==== Dataset excerpts
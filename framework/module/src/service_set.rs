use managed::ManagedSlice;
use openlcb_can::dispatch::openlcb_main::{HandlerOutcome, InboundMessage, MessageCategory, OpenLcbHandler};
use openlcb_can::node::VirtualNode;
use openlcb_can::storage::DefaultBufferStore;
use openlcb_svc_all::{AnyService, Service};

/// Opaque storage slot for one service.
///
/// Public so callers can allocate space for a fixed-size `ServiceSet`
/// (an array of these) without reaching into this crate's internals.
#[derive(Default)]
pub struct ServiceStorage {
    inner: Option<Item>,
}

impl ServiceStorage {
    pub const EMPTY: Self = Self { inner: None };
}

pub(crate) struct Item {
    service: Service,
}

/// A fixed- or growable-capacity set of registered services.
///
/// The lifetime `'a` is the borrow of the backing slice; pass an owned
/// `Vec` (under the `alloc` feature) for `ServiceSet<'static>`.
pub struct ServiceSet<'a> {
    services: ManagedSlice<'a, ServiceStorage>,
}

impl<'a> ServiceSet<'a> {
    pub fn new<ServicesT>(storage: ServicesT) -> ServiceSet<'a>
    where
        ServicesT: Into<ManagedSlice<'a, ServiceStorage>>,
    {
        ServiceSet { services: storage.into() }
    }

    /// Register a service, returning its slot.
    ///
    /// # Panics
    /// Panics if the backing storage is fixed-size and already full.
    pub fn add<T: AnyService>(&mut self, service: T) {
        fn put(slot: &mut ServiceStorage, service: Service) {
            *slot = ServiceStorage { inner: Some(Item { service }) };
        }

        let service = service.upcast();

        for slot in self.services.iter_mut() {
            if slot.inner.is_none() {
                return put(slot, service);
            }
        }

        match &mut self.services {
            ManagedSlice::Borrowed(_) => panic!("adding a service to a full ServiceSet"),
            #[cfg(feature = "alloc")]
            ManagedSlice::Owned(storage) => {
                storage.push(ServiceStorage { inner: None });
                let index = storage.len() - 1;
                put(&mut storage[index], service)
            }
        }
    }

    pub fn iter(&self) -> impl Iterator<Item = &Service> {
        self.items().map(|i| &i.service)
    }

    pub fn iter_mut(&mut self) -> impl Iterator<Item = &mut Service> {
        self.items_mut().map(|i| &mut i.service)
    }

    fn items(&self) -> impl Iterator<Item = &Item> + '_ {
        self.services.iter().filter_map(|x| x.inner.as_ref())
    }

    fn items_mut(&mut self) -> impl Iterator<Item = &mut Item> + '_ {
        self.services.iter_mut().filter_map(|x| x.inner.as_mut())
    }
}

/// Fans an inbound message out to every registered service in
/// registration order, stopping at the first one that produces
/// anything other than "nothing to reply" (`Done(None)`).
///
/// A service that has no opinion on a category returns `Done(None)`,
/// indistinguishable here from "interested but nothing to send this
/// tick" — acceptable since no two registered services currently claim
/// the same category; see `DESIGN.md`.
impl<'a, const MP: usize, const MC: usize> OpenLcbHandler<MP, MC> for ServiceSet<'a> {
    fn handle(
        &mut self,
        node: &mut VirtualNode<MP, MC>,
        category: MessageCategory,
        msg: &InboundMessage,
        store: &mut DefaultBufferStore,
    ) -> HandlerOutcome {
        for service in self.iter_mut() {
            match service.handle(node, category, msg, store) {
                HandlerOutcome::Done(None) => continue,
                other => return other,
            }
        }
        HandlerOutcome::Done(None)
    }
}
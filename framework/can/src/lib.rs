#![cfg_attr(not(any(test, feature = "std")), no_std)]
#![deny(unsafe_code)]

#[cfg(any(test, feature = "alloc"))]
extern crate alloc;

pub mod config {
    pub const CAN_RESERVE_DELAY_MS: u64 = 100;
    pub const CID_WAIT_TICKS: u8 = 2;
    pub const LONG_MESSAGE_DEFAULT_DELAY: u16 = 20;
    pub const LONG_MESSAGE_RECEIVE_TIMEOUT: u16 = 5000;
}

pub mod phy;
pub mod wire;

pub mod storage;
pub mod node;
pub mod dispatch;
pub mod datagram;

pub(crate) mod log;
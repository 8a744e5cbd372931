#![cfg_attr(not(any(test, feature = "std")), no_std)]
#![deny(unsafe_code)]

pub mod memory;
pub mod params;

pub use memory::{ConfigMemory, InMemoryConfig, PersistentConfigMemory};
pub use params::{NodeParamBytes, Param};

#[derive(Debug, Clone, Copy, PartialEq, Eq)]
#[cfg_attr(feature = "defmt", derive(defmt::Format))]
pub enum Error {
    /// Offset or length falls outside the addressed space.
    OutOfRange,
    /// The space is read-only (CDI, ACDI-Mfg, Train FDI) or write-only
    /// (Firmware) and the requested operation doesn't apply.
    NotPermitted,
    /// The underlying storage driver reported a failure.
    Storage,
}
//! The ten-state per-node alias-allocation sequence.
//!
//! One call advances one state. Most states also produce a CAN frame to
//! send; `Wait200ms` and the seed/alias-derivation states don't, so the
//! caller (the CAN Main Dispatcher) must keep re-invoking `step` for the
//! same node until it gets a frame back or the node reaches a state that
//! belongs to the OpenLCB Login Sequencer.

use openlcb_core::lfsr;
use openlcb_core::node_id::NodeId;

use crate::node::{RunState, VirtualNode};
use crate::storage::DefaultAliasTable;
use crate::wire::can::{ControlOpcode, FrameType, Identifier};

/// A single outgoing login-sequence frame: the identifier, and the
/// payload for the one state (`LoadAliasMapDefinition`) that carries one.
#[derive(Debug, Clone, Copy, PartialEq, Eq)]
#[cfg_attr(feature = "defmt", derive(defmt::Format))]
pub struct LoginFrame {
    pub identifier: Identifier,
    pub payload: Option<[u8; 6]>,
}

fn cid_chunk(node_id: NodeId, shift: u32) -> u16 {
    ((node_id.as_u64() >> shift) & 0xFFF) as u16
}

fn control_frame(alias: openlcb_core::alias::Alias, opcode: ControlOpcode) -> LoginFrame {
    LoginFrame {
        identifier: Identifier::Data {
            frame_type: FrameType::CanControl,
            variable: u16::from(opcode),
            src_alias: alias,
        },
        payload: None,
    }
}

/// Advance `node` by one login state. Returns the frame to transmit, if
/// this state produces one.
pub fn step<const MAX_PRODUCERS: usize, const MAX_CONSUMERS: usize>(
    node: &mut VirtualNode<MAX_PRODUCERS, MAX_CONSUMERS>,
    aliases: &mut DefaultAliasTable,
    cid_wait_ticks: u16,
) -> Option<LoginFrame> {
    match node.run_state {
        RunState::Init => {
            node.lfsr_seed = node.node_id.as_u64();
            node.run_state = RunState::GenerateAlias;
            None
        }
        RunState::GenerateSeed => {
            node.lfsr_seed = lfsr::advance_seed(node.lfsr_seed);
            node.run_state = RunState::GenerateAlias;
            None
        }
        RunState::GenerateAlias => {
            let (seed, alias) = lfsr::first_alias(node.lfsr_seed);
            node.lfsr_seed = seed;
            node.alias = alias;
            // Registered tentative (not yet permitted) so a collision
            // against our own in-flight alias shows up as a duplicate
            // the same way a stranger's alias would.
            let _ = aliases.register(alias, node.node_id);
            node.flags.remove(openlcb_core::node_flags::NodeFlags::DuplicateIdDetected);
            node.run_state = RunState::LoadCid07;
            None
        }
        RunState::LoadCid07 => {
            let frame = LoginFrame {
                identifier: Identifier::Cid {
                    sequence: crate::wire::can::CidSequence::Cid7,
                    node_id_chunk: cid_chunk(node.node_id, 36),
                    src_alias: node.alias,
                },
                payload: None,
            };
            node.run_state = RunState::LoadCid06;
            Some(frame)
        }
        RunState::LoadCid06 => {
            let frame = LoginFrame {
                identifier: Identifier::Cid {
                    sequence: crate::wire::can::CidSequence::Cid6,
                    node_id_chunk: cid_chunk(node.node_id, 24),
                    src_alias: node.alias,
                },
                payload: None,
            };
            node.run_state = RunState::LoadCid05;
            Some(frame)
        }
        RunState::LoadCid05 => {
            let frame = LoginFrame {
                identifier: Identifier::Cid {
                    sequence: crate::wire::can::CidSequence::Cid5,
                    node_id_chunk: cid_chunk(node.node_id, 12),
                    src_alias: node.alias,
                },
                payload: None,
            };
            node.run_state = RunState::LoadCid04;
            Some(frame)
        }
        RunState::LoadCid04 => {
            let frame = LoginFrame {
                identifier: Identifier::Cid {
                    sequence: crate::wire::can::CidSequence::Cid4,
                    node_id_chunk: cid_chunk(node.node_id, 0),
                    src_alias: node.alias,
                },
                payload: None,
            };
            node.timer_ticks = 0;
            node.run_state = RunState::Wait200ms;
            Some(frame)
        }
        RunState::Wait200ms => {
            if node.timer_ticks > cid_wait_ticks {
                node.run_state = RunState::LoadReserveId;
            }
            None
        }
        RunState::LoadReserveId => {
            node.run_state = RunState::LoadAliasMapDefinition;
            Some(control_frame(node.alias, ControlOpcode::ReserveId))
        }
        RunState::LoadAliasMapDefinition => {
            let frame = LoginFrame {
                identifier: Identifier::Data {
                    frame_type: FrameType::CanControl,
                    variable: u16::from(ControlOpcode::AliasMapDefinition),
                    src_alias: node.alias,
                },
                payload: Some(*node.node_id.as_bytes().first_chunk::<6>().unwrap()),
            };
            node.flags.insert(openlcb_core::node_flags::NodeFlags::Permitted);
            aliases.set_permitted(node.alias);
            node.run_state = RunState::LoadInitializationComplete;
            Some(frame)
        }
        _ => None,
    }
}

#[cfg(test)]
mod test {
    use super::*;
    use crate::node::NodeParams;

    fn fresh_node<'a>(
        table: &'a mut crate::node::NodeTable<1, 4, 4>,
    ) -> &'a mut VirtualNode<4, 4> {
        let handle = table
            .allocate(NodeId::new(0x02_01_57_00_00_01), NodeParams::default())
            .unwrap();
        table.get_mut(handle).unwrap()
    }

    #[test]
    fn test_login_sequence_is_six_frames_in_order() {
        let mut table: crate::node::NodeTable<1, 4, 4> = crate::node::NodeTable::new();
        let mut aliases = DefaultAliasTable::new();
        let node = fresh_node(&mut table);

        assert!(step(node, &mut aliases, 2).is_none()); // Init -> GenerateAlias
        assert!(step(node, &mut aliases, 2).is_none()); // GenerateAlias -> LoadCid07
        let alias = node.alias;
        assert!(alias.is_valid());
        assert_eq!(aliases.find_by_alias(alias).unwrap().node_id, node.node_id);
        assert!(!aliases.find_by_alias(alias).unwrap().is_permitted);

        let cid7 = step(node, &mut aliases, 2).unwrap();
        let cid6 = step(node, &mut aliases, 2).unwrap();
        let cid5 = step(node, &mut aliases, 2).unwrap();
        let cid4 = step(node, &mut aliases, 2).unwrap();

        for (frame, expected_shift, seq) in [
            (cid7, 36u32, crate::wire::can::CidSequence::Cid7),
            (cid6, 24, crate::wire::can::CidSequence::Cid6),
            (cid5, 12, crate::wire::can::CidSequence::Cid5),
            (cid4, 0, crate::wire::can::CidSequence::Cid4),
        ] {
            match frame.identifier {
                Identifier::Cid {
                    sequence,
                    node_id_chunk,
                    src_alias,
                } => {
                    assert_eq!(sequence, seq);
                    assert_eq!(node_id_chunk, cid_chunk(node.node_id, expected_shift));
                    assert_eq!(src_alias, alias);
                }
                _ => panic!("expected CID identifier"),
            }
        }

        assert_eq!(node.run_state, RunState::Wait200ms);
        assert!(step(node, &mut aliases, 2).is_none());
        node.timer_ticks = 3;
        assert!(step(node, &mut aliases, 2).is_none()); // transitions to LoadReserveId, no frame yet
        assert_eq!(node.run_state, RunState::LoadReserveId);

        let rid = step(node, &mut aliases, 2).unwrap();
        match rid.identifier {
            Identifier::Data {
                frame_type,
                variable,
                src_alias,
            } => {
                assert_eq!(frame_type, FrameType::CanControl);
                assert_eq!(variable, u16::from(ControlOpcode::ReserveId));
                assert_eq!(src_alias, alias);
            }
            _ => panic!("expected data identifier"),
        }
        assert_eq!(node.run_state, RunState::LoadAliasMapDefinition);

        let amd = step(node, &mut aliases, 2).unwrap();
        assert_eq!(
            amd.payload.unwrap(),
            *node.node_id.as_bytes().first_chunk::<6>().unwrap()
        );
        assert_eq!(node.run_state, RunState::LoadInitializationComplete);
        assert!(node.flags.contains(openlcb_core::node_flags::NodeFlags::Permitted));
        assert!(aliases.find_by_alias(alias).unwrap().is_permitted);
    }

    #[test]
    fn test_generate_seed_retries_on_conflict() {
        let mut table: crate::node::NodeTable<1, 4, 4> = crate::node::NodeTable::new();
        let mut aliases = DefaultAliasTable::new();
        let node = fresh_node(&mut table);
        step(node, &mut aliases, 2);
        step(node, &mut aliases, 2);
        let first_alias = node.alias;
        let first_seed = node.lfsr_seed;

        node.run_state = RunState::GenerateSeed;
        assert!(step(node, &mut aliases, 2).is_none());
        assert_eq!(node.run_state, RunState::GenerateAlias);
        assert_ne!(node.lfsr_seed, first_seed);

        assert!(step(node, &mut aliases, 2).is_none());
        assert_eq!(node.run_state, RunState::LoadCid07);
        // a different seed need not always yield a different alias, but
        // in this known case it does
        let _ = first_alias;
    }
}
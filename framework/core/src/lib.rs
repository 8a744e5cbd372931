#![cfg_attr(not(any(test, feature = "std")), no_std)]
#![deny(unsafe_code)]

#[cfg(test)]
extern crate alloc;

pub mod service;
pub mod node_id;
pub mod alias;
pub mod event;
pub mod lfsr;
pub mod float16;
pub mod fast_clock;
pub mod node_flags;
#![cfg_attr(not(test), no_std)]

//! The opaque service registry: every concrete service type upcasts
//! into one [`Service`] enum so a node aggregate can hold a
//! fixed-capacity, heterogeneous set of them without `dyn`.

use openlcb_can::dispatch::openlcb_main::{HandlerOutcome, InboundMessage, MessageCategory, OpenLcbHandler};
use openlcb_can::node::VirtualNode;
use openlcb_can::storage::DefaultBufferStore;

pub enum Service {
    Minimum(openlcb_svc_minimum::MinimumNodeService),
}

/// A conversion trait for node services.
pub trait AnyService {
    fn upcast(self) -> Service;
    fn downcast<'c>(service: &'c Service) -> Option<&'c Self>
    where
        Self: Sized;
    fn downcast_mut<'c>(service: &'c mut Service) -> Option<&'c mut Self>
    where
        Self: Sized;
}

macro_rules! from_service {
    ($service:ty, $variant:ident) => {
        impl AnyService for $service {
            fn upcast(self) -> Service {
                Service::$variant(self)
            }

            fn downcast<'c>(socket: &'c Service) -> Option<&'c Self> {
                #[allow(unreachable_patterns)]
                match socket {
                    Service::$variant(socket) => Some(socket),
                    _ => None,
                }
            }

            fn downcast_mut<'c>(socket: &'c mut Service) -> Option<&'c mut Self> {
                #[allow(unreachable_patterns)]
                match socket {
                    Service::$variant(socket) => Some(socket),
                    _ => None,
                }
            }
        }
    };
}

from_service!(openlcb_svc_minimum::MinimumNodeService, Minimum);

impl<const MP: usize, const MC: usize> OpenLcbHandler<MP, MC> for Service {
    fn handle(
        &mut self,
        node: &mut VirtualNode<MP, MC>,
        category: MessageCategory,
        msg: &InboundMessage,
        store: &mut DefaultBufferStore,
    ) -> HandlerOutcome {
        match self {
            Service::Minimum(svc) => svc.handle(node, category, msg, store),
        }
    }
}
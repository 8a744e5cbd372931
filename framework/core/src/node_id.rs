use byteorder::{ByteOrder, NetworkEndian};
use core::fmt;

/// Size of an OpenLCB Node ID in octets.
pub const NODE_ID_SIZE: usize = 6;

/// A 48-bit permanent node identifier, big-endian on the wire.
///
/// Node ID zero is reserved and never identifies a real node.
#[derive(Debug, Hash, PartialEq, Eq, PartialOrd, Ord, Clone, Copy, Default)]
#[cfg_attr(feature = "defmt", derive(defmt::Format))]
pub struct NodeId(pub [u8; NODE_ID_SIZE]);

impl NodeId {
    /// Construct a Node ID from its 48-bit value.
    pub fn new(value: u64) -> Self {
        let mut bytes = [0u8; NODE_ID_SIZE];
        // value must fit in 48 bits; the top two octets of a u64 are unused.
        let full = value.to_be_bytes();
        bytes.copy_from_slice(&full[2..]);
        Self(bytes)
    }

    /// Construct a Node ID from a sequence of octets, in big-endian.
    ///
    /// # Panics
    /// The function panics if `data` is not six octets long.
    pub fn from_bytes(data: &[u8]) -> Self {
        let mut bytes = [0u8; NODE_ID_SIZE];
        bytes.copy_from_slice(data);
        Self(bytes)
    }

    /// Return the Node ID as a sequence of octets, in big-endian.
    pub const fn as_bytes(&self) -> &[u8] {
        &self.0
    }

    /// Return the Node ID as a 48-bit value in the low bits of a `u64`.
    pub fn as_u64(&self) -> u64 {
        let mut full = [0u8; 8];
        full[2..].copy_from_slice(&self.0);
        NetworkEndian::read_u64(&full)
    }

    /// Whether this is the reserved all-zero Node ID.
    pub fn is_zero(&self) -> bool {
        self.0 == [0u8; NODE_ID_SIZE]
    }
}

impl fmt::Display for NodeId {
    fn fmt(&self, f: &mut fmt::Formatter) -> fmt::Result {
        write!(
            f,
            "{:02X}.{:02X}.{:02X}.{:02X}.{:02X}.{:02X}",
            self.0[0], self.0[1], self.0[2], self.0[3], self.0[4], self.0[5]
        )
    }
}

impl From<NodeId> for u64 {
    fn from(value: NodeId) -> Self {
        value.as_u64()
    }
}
========
Task directions: Copy each line from the data above that includes "NodeId".

Reply to the task:
use openlcb_core::node_id::NodeId;
fn cid_chunk(node_id: NodeId, shift: u32) -> u16 {
            .allocate(NodeId::new(0x02_01_57_00_00_01), NodeParams::default())
pub struct NodeId(pub [u8; NODE_ID_SIZE]);
impl NodeId {
impl fmt::Display for NodeId {
impl From<NodeId> for u64 {
    fn from(value: NodeId) -> Self {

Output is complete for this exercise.